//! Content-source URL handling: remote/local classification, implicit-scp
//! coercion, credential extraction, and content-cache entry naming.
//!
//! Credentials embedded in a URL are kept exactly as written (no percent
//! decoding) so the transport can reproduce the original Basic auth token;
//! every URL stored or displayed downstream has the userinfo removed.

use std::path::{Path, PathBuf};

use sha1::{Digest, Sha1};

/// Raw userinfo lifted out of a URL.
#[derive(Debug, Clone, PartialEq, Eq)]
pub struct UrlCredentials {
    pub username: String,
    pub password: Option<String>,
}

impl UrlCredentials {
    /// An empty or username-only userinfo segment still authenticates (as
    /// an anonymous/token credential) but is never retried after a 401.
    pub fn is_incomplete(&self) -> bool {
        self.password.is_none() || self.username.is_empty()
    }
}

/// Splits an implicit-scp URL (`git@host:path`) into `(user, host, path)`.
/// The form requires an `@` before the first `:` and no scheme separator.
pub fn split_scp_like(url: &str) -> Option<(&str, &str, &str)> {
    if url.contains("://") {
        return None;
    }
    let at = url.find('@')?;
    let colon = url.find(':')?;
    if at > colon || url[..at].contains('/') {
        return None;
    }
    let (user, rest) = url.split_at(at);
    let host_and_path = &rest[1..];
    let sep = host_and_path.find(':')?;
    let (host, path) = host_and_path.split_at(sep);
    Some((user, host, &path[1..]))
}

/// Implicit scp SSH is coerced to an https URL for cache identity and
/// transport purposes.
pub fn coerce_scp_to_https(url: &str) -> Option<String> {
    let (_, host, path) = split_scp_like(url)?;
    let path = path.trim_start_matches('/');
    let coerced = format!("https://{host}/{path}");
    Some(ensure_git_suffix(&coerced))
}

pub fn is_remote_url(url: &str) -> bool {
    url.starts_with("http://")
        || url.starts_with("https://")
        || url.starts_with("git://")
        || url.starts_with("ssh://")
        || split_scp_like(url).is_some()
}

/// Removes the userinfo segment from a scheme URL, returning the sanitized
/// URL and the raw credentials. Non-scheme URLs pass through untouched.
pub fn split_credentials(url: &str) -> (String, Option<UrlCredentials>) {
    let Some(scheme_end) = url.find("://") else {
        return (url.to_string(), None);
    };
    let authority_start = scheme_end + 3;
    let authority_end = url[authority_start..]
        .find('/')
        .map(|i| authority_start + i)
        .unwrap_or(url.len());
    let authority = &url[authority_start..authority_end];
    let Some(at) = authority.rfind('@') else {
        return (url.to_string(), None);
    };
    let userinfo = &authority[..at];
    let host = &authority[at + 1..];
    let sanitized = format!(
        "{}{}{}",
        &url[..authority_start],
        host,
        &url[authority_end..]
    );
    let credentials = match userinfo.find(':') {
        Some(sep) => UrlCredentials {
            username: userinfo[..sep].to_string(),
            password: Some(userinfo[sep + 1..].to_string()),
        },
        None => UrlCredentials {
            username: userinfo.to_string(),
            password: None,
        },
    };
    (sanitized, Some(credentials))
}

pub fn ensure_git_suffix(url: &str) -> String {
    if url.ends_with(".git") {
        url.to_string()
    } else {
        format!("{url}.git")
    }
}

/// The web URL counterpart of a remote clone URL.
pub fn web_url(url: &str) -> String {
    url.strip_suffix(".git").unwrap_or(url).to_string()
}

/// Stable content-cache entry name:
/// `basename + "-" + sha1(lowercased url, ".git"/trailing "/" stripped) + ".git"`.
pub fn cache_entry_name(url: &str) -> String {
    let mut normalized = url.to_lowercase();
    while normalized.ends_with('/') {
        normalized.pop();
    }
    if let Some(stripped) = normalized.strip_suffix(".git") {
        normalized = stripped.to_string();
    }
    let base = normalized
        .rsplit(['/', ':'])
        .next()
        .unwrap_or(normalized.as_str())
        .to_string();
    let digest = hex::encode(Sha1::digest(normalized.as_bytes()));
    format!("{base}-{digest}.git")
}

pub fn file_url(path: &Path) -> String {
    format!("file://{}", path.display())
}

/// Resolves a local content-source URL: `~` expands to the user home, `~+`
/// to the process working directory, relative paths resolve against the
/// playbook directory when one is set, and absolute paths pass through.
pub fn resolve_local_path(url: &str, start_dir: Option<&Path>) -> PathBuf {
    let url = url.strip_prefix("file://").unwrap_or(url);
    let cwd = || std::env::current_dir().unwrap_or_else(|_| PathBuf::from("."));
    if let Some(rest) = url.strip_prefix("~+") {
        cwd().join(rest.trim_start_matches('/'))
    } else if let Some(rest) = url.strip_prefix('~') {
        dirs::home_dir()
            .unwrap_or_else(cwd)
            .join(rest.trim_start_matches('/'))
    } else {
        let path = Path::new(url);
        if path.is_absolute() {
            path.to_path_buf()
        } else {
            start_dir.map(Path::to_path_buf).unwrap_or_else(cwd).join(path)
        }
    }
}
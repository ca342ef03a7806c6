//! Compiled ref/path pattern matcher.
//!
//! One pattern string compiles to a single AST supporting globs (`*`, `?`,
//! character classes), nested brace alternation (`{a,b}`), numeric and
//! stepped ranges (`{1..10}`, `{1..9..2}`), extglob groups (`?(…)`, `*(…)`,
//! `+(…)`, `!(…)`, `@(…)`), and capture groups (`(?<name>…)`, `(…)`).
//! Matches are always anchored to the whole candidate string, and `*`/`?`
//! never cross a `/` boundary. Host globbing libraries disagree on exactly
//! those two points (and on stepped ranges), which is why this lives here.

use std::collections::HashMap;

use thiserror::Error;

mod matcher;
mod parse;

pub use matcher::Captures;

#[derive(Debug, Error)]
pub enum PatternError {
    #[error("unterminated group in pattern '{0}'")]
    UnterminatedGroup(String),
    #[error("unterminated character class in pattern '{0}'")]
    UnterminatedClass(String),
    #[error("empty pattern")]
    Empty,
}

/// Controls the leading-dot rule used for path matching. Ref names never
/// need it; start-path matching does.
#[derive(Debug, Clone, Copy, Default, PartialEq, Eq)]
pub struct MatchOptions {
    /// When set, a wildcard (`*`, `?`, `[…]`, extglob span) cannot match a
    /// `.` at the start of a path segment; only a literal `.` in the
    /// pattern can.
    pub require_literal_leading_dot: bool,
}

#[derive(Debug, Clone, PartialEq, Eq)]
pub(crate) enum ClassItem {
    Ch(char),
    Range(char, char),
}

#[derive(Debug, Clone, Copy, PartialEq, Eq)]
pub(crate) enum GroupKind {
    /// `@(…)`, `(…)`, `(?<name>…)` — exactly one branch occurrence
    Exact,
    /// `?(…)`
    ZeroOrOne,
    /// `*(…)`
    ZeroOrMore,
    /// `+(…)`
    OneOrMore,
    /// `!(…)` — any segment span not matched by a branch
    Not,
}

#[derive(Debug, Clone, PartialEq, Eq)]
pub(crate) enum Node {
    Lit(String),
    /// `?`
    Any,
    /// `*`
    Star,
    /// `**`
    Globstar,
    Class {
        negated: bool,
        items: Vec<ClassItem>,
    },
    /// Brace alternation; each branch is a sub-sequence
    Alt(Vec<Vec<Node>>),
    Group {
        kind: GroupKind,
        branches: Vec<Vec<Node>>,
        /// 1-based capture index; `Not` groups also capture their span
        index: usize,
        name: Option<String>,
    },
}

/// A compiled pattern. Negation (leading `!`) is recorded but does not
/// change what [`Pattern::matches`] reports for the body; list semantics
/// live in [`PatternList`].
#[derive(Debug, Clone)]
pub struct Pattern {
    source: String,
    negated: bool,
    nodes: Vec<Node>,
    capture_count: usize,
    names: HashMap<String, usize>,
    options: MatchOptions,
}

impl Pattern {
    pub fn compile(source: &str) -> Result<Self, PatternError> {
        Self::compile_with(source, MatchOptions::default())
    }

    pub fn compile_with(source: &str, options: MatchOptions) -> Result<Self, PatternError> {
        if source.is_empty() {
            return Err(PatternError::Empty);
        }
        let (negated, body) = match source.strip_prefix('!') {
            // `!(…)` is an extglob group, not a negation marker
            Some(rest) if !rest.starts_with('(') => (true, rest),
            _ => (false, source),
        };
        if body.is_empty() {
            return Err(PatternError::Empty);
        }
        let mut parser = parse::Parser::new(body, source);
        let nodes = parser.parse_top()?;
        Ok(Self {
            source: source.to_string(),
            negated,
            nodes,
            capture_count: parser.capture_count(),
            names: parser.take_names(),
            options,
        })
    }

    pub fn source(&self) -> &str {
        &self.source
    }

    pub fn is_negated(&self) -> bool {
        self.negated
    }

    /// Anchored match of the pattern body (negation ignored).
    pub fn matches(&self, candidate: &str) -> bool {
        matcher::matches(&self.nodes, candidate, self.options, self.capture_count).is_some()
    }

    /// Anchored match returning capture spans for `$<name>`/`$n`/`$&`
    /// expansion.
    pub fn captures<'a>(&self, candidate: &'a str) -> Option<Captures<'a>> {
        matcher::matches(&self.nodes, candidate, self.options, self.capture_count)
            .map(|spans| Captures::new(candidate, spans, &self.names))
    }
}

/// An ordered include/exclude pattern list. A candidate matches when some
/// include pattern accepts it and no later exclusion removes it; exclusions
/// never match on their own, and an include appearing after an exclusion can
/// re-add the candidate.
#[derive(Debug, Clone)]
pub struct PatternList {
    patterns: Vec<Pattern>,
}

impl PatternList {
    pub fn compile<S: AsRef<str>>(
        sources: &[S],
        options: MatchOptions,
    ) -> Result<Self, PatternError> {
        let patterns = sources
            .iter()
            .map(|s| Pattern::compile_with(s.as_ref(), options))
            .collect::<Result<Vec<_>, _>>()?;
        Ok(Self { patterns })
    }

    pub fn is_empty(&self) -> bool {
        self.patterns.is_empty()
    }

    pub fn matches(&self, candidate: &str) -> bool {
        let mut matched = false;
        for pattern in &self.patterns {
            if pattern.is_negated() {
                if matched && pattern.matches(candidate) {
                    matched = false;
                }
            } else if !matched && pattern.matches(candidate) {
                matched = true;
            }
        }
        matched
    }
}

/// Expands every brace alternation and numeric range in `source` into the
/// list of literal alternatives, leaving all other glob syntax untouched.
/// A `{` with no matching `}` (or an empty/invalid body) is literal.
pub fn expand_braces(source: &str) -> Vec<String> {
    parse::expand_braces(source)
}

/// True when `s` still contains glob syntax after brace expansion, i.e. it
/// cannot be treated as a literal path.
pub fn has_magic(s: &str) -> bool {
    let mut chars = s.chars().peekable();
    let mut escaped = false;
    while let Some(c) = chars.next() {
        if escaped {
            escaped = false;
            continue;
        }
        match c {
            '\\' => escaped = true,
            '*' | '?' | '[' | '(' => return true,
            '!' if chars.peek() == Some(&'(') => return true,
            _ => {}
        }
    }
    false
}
* * *
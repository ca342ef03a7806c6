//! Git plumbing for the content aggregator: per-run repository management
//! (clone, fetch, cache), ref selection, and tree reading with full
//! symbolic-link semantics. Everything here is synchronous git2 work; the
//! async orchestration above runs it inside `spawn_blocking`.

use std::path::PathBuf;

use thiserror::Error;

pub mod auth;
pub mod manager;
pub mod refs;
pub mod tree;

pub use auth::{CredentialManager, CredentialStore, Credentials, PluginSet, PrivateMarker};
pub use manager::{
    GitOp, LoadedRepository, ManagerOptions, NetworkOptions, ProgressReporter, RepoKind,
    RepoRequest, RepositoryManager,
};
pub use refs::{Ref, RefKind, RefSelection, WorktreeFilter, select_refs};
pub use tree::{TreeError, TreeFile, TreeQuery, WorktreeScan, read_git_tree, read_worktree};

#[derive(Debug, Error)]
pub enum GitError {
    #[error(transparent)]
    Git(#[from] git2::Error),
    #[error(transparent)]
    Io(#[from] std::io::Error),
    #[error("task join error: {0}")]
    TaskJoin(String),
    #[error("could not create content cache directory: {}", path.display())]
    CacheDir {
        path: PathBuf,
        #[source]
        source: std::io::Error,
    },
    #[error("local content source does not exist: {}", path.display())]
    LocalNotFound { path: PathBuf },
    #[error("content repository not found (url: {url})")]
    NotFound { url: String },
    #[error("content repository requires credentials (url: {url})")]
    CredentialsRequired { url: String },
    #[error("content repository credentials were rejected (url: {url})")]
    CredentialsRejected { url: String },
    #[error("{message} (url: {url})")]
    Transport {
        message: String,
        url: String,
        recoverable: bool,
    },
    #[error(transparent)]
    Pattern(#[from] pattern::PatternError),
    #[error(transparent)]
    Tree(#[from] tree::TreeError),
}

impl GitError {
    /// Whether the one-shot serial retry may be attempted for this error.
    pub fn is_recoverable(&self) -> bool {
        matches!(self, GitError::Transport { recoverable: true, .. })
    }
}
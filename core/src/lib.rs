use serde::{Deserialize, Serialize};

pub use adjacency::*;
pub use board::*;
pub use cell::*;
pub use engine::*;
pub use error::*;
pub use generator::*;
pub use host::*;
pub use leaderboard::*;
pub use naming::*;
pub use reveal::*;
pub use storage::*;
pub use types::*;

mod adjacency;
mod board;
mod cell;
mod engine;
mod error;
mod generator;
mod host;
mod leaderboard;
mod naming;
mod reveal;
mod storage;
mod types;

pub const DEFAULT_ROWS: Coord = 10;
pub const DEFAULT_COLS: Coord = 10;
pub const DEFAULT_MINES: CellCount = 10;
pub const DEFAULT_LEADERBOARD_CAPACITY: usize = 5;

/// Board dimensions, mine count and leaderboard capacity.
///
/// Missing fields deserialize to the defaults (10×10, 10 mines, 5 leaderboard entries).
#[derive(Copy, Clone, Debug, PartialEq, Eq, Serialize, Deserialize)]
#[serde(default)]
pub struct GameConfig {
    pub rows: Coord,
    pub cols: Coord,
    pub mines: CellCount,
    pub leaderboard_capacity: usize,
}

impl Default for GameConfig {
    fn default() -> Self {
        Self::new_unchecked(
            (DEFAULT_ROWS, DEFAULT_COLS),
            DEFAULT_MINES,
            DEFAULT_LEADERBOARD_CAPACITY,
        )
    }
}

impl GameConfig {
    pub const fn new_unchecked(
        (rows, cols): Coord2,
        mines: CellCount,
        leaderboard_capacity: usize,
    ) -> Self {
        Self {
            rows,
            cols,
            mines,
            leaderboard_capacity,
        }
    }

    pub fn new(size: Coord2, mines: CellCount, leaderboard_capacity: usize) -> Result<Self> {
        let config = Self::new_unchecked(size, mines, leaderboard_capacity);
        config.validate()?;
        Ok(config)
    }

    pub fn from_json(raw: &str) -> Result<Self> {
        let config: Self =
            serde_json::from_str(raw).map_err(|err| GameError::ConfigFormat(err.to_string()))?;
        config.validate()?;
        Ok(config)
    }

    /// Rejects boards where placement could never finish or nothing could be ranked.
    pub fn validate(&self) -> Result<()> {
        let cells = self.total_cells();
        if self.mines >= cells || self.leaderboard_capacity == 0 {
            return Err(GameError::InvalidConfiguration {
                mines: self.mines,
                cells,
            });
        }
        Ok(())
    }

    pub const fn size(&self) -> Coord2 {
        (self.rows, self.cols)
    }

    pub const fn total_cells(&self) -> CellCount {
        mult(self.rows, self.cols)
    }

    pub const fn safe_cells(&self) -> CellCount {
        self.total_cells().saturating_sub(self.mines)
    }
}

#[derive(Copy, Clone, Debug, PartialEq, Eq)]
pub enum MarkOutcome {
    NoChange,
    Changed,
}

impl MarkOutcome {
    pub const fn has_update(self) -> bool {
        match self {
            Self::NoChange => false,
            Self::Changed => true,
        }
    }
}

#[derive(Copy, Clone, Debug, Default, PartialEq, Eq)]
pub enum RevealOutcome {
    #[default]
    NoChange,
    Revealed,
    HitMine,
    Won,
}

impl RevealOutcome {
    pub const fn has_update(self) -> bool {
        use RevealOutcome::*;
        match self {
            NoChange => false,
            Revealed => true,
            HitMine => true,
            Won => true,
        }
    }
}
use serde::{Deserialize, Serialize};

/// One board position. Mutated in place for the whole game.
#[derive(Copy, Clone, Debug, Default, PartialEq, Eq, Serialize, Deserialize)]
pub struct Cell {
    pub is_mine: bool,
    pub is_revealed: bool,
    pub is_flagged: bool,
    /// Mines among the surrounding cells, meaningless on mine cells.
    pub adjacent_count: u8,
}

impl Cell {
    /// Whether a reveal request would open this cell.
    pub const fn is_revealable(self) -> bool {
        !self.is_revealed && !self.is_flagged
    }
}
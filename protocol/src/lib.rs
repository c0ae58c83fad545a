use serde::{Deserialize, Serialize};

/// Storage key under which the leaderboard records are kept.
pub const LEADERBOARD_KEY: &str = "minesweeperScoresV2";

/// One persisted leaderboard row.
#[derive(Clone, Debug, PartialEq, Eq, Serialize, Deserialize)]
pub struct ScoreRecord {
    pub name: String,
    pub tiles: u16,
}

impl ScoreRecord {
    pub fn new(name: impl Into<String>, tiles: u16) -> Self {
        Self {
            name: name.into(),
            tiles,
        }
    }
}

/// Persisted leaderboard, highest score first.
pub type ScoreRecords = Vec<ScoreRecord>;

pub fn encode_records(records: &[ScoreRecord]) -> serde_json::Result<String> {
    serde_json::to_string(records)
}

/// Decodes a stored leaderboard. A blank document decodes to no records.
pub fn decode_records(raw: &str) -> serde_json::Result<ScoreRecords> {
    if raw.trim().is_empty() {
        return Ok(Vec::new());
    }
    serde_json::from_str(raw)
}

Task objective —
Look through the entries above, find each line containing "could", and copy it.

Output of the exercise —
    #[error("could not create content cache directory: {}", path.display())]
    /// Rejects boards where placement could never finish or nothing could be ranked.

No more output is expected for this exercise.